Protein conformational changes induced in human stratum corneum by organic sulfoxides: An infrared spectroscopic investigation

Abstract

Formation of the antiparallel‐chain β‐sheet protein conformation is induced in in vitro human stratum corneum by three homologous organic sulfoxides known to enhance skin permeability: dimethylsulfoxide (Me₂SO), hexylmethylsulfoxide (HxMeSO), and decylmethylsulfoxide (DecMeSO). Me₂SO and HxMeSO apparently function by displacing water molecules bound to polar protein side‐chains, whereas DecMeSO probably interacts hydrophobically with the protein. The conformational transition does not result from lipid removal. The β‐sheet protein, most likely formed in normally α‐helical portions of the intracellular keratin filaments, is reconverted to α‐helix upon rehydration of the tissue.
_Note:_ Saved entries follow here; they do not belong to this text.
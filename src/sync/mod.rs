//! The fetch-and-publish pipeline.
//!
//! 1. Fetch: resolve and download every extension's latest release concurrently
//! 2. Publish: unpack new versions and write per-extension indexes, sequentially
//! 3. Catalog: write the global `index.json`
//!
//! Output layout:
//! ```text
//! <output>/index.json
//! <output>/<repo>/index.json
//! <output>/<repo>/<version>.zip
//! <output>/<repo>/<version>/
//! ```

mod archive;
mod catalog;
mod error;
mod fanout;
mod fetch;
mod publish;
#[cfg(test)]
pub(crate) mod testing;

pub use catalog::{load_published, write_catalog};
pub use error::SyncError;

use fanout::fetch_all;
use fetch::ResolvedRelease;
use publish::Publisher;

use chrono::{DateTime, Utc};
use tracing::info;

use crate::config::UpdaterConfig;
use crate::github::ReleaseSource;
use crate::types::ExtensionDescriptor;

/// Counters for one pipeline run.
#[derive(Debug, Default, Clone, PartialEq)]
pub struct SyncReport {
    pub total: usize,
    /// Extensions with a usable release and archive.
    pub resolved: usize,
    /// Archives downloaded during this run.
    pub downloaded: usize,
    /// Versions unpacked during this run.
    pub unpacked: usize,
    /// Extensions listed in the catalog.
    pub published: usize,
    /// Extensions dropped by a publish error.
    pub failed: usize,
    /// False when the existing catalog was already up to date.
    pub catalog_written: bool,
}

/// Run the whole pipeline for `descriptors`.
pub async fn run<S: ReleaseSource>(
    source: &S,
    descriptors: Vec<ExtensionDescriptor>,
    config: &UpdaterConfig,
    built_at: DateTime<Utc>,
) -> Result<SyncReport, SyncError> {
    let output_dir = config.output_dir.as_path();
    tokio::fs::create_dir_all(output_dir).await?;

    let mut report = SyncReport {
        total: descriptors.len(),
        ..Default::default()
    };

    info!(extensions = report.total, "downloading extensions");
    let fetched = fetch_all(
        source,
        descriptors,
        output_dir,
        config.concurrency,
        config.fetch_timeout,
    )
    .await;

    let resolved: Vec<&ResolvedRelease> = fetched
        .iter()
        .filter_map(|f| f.release.as_ref())
        .collect();
    report.resolved = resolved.len();
    report.downloaded = resolved.iter().filter(|r| r.downloaded).count();
    info!(
        resolved = report.resolved,
        downloaded = report.downloaded,
        "download finished"
    );

    info!("unpacking extensions");
    let outcome = Publisher::new(&config.host, built_at).publish_all(&fetched)?;
    report.unpacked = outcome.unpacked;
    report.failed = outcome.failed;
    report.published = outcome.packages.len();
    info!(unpacked = report.unpacked, failed = report.failed, "unpacking finished");

    report.catalog_written = write_catalog(output_dir, outcome.packages, built_at)?;

    Ok(report)
}

#[cfg(test)]
mod tests {
    use super::*;
    use crate::sync::testing::{FakeSource, build_zip, release_zip};
    use crate::types::{Catalog, PackageIndex};
    use chrono::TimeZone;
    use secrecy::SecretString;
    use std::collections::BTreeMap;
    use std::path::{Path, PathBuf};
    use std::time::Duration;
    use tempfile::tempdir;

    fn config(output_dir: &Path) -> UpdaterConfig {
        UpdaterConfig {
            github_username: "bot".to_string(),
            github_token: SecretString::from("token".to_string()),
            api_url: crate::config::DEFAULT_API_URL.to_string(),
            host: crate::config::DEFAULT_HOST.to_string(),
            extensions_dir: PathBuf::from("extensions"),
            output_dir: output_dir.to_path_buf(),
            concurrency: 4,
            fetch_timeout: Duration::from_secs(10),
        }
    }

    fn descriptor(id: &str, name: &str, repo: &str) -> ExtensionDescriptor {
        serde_yaml::from_str(&format!(
            "id: {id}\nname: {name}\ncontent_type: A\ngithub: org/{repo}\nmain: index.html\n"
        ))
        .unwrap()
    }

    fn built_at(day: u32) -> DateTime<Utc> {
        Utc.with_ymd_and_hms(2024, 5, day, 8, 0, 0).unwrap()
    }

    fn source() -> FakeSource {
        FakeSource::new()
            .with_release(
                "org/alpha",
                "v2.0.0",
                release_zip("org-alpha-abc123", &[("index.html", "<html>alpha</html>")]),
            )
            .with_release(
                "org/beta",
                "1.4.0",
                release_zip("org-beta-def456", &[("index.html", "<html>beta</html>")]),
            )
    }

    /// Every file under `root` with its contents, keyed by relative path.
    fn snapshot(root: &Path) -> BTreeMap<PathBuf, Vec<u8>> {
        fn walk(root: &Path, dir: &Path, out: &mut BTreeMap<PathBuf, Vec<u8>>) {
            for entry in std::fs::read_dir(dir).unwrap() {
                let path = entry.unwrap().path();
                if path.is_dir() {
                    walk(root, &path, out);
                } else {
                    let rel = path.strip_prefix(root).unwrap().to_path_buf();
                    out.insert(rel, std::fs::read(&path).unwrap());
                }
            }
        }
        let mut out = BTreeMap::new();
        walk(root, root, &mut out);
        out
    }

    fn catalog(root: &Path) -> Catalog {
        serde_json::from_slice(&std::fs::read(root.join("index.json")).unwrap()).unwrap()
    }

    #[tokio::test]
    async fn test_publishes_latest_release() {
        let dir = tempdir().unwrap();
        let report = run(
            &source(),
            vec![descriptor("x1", "Alpha", "alpha")],
            &config(dir.path()),
            built_at(1),
        )
        .await
        .unwrap();

        assert_eq!(report.published, 1);
        assert!(dir.path().join("alpha/v2.0.0/index.html").is_file());
        assert!(dir.path().join("alpha/v2.0.0.zip").is_file());

        let index: PackageIndex =
            serde_json::from_slice(&std::fs::read(dir.path().join("alpha/index.json")).unwrap())
                .unwrap();
        assert_eq!(index.version, "v2.0.0");
        assert!(index.url.ends_with("/alpha/v2.0.0/index.html"));

        let catalog = catalog(dir.path());
        assert_eq!(catalog.packages, vec![index]);
        assert_eq!(catalog.content_type, "SN|Repo");
    }

    #[tokio::test]
    async fn test_second_run_is_idempotent() {
        let dir = tempdir().unwrap();
        let descriptors = vec![
            descriptor("x1", "Alpha", "alpha"),
            descriptor("x2", "Beta", "beta"),
        ];

        let source = source();
        let first = run(&source, descriptors.clone(), &config(dir.path()), built_at(1))
            .await
            .unwrap();
        assert_eq!(first.downloaded, 2);
        assert_eq!(first.unpacked, 2);
        assert!(first.catalog_written);
        let before = snapshot(dir.path());

        let second = run(&source, descriptors, &config(dir.path()), built_at(2))
            .await
            .unwrap();

        assert_eq!(second.downloaded, 0);
        assert_eq!(second.unpacked, 0);
        assert_eq!(second.published, 2);
        assert!(!second.catalog_written);
        assert_eq!(source.download_count(), 2);
        assert_eq!(snapshot(dir.path()), before);
    }

    #[tokio::test]
    async fn test_partial_archive_redownloaded() {
        let dir = tempdir().unwrap();
        std::fs::create_dir_all(dir.path().join("alpha")).unwrap();
        std::fs::write(dir.path().join("alpha/v2.0.0.zip"), b"PK\x03\x04trunc").unwrap();

        let source = source();
        let report = run(
            &source,
            vec![descriptor("x1", "Alpha", "alpha")],
            &config(dir.path()),
            built_at(1),
        )
        .await
        .unwrap();

        assert_eq!(report.downloaded, 1);
        assert!(dir.path().join("alpha/v2.0.0/index.html").is_file());
    }

    #[tokio::test]
    async fn test_missing_release_excluded() {
        let dir = tempdir().unwrap();
        let report = run(
            &source(),
            vec![
                descriptor("x1", "Alpha", "alpha"),
                descriptor("x3", "Gone", "gone"),
                descriptor("x2", "Beta", "beta"),
            ],
            &config(dir.path()),
            built_at(1),
        )
        .await
        .unwrap();

        assert_eq!(report.total, 3);
        assert_eq!(report.resolved, 2);
        let names: Vec<String> = catalog(dir.path()).packages.into_iter().map(|p| p.name).collect();
        assert_eq!(names, vec!["Alpha", "Beta"]);
        assert!(!dir.path().join("gone").exists());
    }

    #[tokio::test]
    async fn test_catalog_order_independent_of_input() {
        let first = tempdir().unwrap();
        let second = tempdir().unwrap();
        let alpha = descriptor("x1", "Alpha", "alpha");
        let beta = descriptor("x2", "Beta", "beta");

        run(&source(), vec![alpha.clone(), beta.clone()], &config(first.path()), built_at(1))
            .await
            .unwrap();
        run(&source(), vec![beta, alpha], &config(second.path()), built_at(1))
            .await
            .unwrap();

        assert_eq!(
            std::fs::read(first.path().join("index.json")).unwrap(),
            std::fs::read(second.path().join("index.json")).unwrap()
        );
    }

    #[tokio::test]
    async fn test_ambiguous_archive_does_not_abort_run() {
        let dir = tempdir().unwrap();
        let source = source().with_release(
            "org/gamma",
            "v3",
            build_zip(&[("org-gamma-a/", ""), ("org-gamma-b/", "")]),
        );

        let report = run(
            &source,
            vec![
                descriptor("x1", "Alpha", "alpha"),
                descriptor("x3", "Gamma", "gamma"),
            ],
            &config(dir.path()),
            built_at(1),
        )
        .await
        .unwrap();

        assert_eq!(report.failed, 1);
        assert_eq!(report.published, 1);
        assert_eq!(catalog(dir.path()).packages[0].name, "Alpha");
    }
}
//! Latest-release resolution and archive download for one extension.

use std::path::{Path, PathBuf};

use tracing::{info, warn};

use super::archive::{is_safe_version_tag, is_valid_archive};
use super::error::SyncError;
use crate::github::ReleaseSource;
use crate::types::ExtensionDescriptor;

/// A release resolved for this run, with its archive on disk.
#[derive(Debug, Clone, PartialEq)]
pub struct ResolvedRelease {
    pub version: String,
    pub zipball_url: String,
    /// `<output>/<repo_name>`
    pub repo_dir: PathBuf,
    /// `<output>/<repo_name>/<version>.zip`
    pub archive_path: PathBuf,
    /// False when a valid archive was already present.
    pub downloaded: bool,
}

impl ResolvedRelease {
    /// `<output>/<repo_name>/<version>`
    pub fn version_dir(&self) -> PathBuf {
        self.repo_dir.join(&self.version)
    }
}

/// Resolve the latest release of `descriptor` and make sure its archive is on disk.
///
/// Returns `Ok(None)` when GitHub reports no usable release. An existing
/// archive is reused only if it is still a valid zip.
pub async fn fetch_archive<S: ReleaseSource>(
    source: &S,
    descriptor: &ExtensionDescriptor,
    output_dir: &Path,
) -> Result<Option<ResolvedRelease>, SyncError> {
    let Some(release) = source.latest_release(&descriptor.github).await? else {
        warn!(extension = %descriptor.name, "no release info, skipping");
        return Ok(None);
    };

    let Some(version) = release.tag_name else {
        warn!(extension = %descriptor.name, "release has no tag, skipping");
        return Ok(None);
    };

    if !is_safe_version_tag(&version) {
        return Err(SyncError::UnsafeVersionTag(version));
    }

    let Some(zipball_url) = release.zipball_url else {
        warn!(
            extension = %descriptor.name,
            version = %version,
            "release has no archive url, skipping"
        );
        return Ok(None);
    };

    let repo_dir = descriptor.repo_dir(output_dir);
    tokio::fs::create_dir_all(&repo_dir).await?;

    let archive_path = repo_dir.join(format!("{}.zip", version));
    let mut resolved = ResolvedRelease {
        version,
        zipball_url,
        repo_dir,
        archive_path,
        downloaded: false,
    };

    if is_valid_archive(&resolved.archive_path) {
        return Ok(Some(resolved));
    }

    info!(extension = %descriptor.name, version = %resolved.version, "downloading release");
    source
        .download_archive(&resolved.zipball_url, &resolved.archive_path)
        .await?;

    if !is_valid_archive(&resolved.archive_path) {
        return Err(SyncError::InvalidArchive(resolved.archive_path));
    }

    resolved.downloaded = true;
    Ok(Some(resolved))
}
Though neat Me₂SO produces the most β‐sheet of all treatments examined, the sequence of ability to promote β‐sheet formation at the 1M level is HxMeSO > DecMeSO > Me₂SO. Spectroscopic evidence is presented regarding the dependence of β‐sheet formation on sulfoxide concentration, treatment duration, pH, and tissue hydration. The relationship of this conformational change to the enhancement of skin permeability is briefly discussed. The result of sulfoxide treatment is different from results of sodium dodecylsulfate and heat treatments of stratum corneum.